Meanwhile, in 2002, J. Lindsay Oaks, a veterinary pathologist at Washington State University- Pullman, investigated the population decline impacting Gyps bengalensis in Pakistan as part of a project supported by the Peregrine Fund and the Ornithology Society of Pakistan, with logistical support from Bahauddin Zakariya University and the Pakistani National Council for Conservation of Wildlife. He reported to ProMED grim findings from Pakistan troublingly similar to those in India:

“Field studies over the last 2 years in the Punjab Province indicate significant population declines (up to about 80 percent) associated with high adult mortality rates (11-27 percent).”

An intriguing pathologic finding noted in three-quarters of the examined vultures was the presence of urate crystals on the birds’ internal organs consistent with visceral gout.
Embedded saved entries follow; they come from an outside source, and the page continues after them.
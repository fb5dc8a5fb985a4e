use std::net::SocketAddr;
use std::path::PathBuf;

use clap::Parser;

/// Mockup generation gateway
#[derive(Debug, Parser)]
#[command(name = "mockup", about = "Turns mockup descriptions into rendered images")]
pub struct Args {
    /// Path to configuration file
    #[arg(short, long, default_value = "mockup.toml", env = "MOCKUP_CONFIG")]
    pub config: PathBuf,

    /// Override the listen address
    #[arg(long, env = "MOCKUP_LISTEN")]
    pub listen: Option<SocketAddr>,

    /// Validate the configuration and exit
    #[arg(long)]
    pub check: bool,
}
#![allow(clippy::must_use_candidate, clippy::missing_errors_doc)]

mod args;

use args::Args;
use clap::Parser;
use mockup_config::Config;
use mockup_server::Server;
use tokio_util::sync::CancellationToken;

#[tokio::main]
async fn main() -> anyhow::Result<()> {
    let args = Args::parse();

    // Load configuration
    let mut config = Config::load(&args.config)?;

    if let Some(listen) = args.listen {
        config.server.listen_address = Some(listen);
    }

    if args.check {
        println!("{}: configuration is valid", args.config.display());
        return Ok(());
    }

    // Initialize telemetry
    let _telemetry_guard = mockup_telemetry::init(config.telemetry.as_ref(), "info")?;

    tracing::info!(
        config_path = %args.config.display(),
        model = %config.generation.model,
        "starting mockup gateway"
    );

    let server = Server::new(&config)?;

    // Set up graceful shutdown
    let shutdown = CancellationToken::new();
    let shutdown_clone = shutdown.clone();

    tokio::spawn(async move {
        shutdown_signal().await;
        shutdown_clone.cancel();
    });

    server.serve(shutdown).await?;

    tracing::info!("mockup gateway stopped");
    Ok(())
}

/// Wait for `SIGINT` or `SIGTERM`
async fn shutdown_signal() {
    let ctrl_c = async {
        if let Err(e) = tokio::signal::ctrl_c().await {
            tracing::error!(error = %e, "failed to listen for Ctrl+C");
            std::future::pending::<()>().await;
        }
    };

    #[cfg(unix)]
    let terminate = async {
        match tokio::signal::unix::signal(tokio::signal::unix::SignalKind::terminate()) {
            Ok(mut signal) => {
                signal.recv().await;
            }
            Err(e) => {
                tracing::error!(error = %e, "failed to install SIGTERM handler");
                std::future::pending::<()>().await;
            }
        }
    };

    #[cfg(not(unix))]
    let terminate = std::future::pending::<()>();

    tokio::select! {
        () = ctrl_c => {}
        () = terminate => {}
    }

    tracing::info!("shutdown signal received");
}
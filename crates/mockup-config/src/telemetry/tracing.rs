use serde::Deserialize;

use super::exporters::ExporterConfig;

/// Tracing configuration
#[derive(Debug, Clone, Deserialize)]
#[serde(deny_unknown_fields)]
pub struct TracingConfig {
    /// Sampling rate (0.0 to 1.0)
    #[serde(default = "default_sampling_rate")]
    pub sampling_rate: f64,
    /// Respect the sampling decision of the parent span
    #[serde(default = "default_true")]
    pub parent_based: bool,
    /// Override the default exporter for tracing
    #[serde(default)]
    pub exporter: Option<ExporterConfig>,
}

#[allow(clippy::missing_const_for_fn)]
fn default_sampling_rate() -> f64 {
    1.0
}

#[allow(clippy::missing_const_for_fn)]
fn default_true() -> bool {
    true
}
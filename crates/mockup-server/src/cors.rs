use http::Method;
use http::header::HeaderName;
use mockup_config::{AnyOrArray, CorsConfig};
use tower_http::cors::{AllowHeaders, AllowMethods, AllowOrigin, CorsLayer};

/// Build the CORS layer wrapped around every route
///
/// Wildcards cannot be combined with credentials, so with credentials
/// enabled a wildcard origin mirrors the request origin and wildcard
/// methods or headers mirror the preflight request.
pub fn cors_layer(config: &CorsConfig) -> CorsLayer {
    let mut layer = CorsLayer::new();

    layer = match (&config.origins, config.credentials) {
        (AnyOrArray::Any, false) => layer.allow_origin(AllowOrigin::any()),
        (AnyOrArray::Any, true) => layer.allow_origin(AllowOrigin::mirror_request()),
        (AnyOrArray::List(origins), _) => layer.allow_origin(parse_all::<http::HeaderValue>(origins)),
    };

    layer = match (&config.methods, config.credentials) {
        (AnyOrArray::Any, false) => layer.allow_methods(AllowMethods::any()),
        (AnyOrArray::Any, true) => layer.allow_methods(AllowMethods::mirror_request()),
        (AnyOrArray::List(methods), _) => layer.allow_methods(parse_all::<Method>(methods)),
    };

    layer = match (&config.headers, config.credentials) {
        (AnyOrArray::Any, false) => layer.allow_headers(AllowHeaders::any()),
        (AnyOrArray::Any, true) => layer.allow_headers(AllowHeaders::mirror_request()),
        (AnyOrArray::List(headers), _) => layer.allow_headers(parse_all::<HeaderName>(headers)),
    };

    if !config.expose_headers.is_empty() {
        layer = layer.expose_headers(parse_all::<HeaderName>(&config.expose_headers));
    }

    if config.credentials {
        layer = layer.allow_credentials(true);
    }

    if let Some(duration) = config.max_age_duration() {
        layer = layer.max_age(duration);
    }

    layer
}

/// Parse every value, logging and skipping the ones that do not parse
fn parse_all<T: std::str::FromStr>(values: &[String]) -> Vec<T> {
    values
        .iter()
        .filter_map(|value| {
            let parsed = value.parse().ok();
            if parsed.is_none() {
                tracing::warn!(value = %value, "ignoring invalid CORS value");
            }
            parsed
        })
        .collect()
}
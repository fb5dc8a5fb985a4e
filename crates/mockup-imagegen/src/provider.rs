pub(crate) mod google;

use async_trait::async_trait;

use crate::{error::Result, reference::ReferenceImage};

/// What the gateway hands to a provider after validation and composition
#[derive(Debug, Clone, Copy)]
pub struct UpstreamRequest<'a> {
    pub enhanced_prompt: &'a str,
    pub reference_image: Option<&'a ReferenceImage>,
}

/// Image produced by a provider
#[derive(Debug, Clone, PartialEq, Eq)]
pub struct GeneratedImage {
    /// Data URL or external URL of the image
    pub image_url: String,
    /// HTTP status of the upstream response
    pub status: u16,
}

/// Trait for image generation provider implementations
///
/// Implementations make exactly one upstream call per `generate` and
/// report every failure as a classified `GenerationError`.
#[async_trait]
pub trait ImageGenProvider: Send + Sync {
    /// Generate an image for the given request
    async fn generate(&self, request: &UpstreamRequest<'_>) -> Result<GeneratedImage>;

    /// Get the provider name
    fn name(&self) -> &str;
}
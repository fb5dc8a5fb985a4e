use std::net::SocketAddr;

use serde::Deserialize;

use crate::{cors::CorsConfig, health::HealthConfig};

#[derive(Debug, Default, Deserialize)]
#[serde(deny_unknown_fields)]
pub struct ServerConfig {
    pub listen_address: Option<SocketAddr>,
    #[serde(default)]
    pub health: HealthConfig,
    /// CORS is always applied; omitting the section keeps the permissive defaults
    #[serde(default)]
    pub cors: CorsConfig,
}
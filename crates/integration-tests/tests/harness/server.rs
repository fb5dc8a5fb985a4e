//! Test server wrapper that starts the gateway on a random port

use std::net::SocketAddr;

use mockup_config::Config;
use mockup_imagegen::GenerationResult;
use mockup_server::Server;
use tokio_util::sync::CancellationToken;

/// A running test server instance
pub struct TestServer {
    addr: SocketAddr,
    shutdown: CancellationToken,
    client: reqwest::Client,
}

impl TestServer {
    /// Start a test server with the given configuration
    ///
    /// Binds to port 0 for automatic port assignment
    pub async fn start(config: Config) -> anyhow::Result<Self> {
        let server = Server::new(&config)?;
        let shutdown = CancellationToken::new();
        let shutdown_clone = shutdown.clone();

        let listener = tokio::net::TcpListener::bind("127.0.0.1:0").await?;
        let addr = listener.local_addr()?;

        tokio::spawn(async move {
            axum::serve(listener, server.into_router())
                .with_graceful_shutdown(async move {
                    shutdown_clone.cancelled().await;
                })
                .await
                .ok();
        });

        Ok(Self {
            addr,
            shutdown,
            client: reqwest::Client::new(),
        })
    }

    /// URL of `path` on the running test server
    pub fn url(&self, path: &str) -> String {
        format!("http://{}{path}", self.addr)
    }

    /// Get a reference to the HTTP client
    pub fn client(&self) -> &reqwest::Client {
        &self.client
    }

    /// Post a JSON body to the generation endpoint
    pub async fn generate(&self, body: serde_json::Value) -> anyhow::Result<(u16, GenerationResult)> {
        let response = self.client.post(self.url("/generate-mockup")).json(&body).send().await?;
        let status = response.status().as_u16();
        let result = response.json().await?;
        Ok((status, result))
    }
}

impl Drop for TestServer {
    fn drop(&mut self) {
        self.shutdown.cancel();
    }
}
Either an infectious agent or a toxic chemical was killing the vultures.  Examining the kidneys, the birds had acute kidney failure with uric acid crystals in the tubules.  Inflammatory changes were not consistently present.  This suggested a toxic-metabolic rather than infectious cause.    Additionally, an infectious work-up did not identify pathogens associated with avian kidney disease.  Multiple chemical agents were ruled out based on testing.

The research team hypothesized veterinary drugs might be the cause.  Vultures ingested the meat from dead cattle – perhaps the birds were exposed to pharmaceuticals administered to cattle prior to their death.  The team surveyed local veterinarians regarding what drugs they used to treat cattle and identified a single drug commonly associated with kidney toxicity:  diclofenac.  Diclofenac belongs to the group of pharmaceutical drugs known as the nonsteroidal anti-inflammatory drugs or NSAIDs. This drug class includes common medications used by both medical and veterinary practitioners, such as ibuprofen.  Oaks and his colleagues tested 25 birds for diclofenac and all 25 had significant concentrations of the drug.  Furthermore, by testing Gyps bengalensis birds that had been injured and could not be returned to the wild, they confirmed a dose response of the exposure.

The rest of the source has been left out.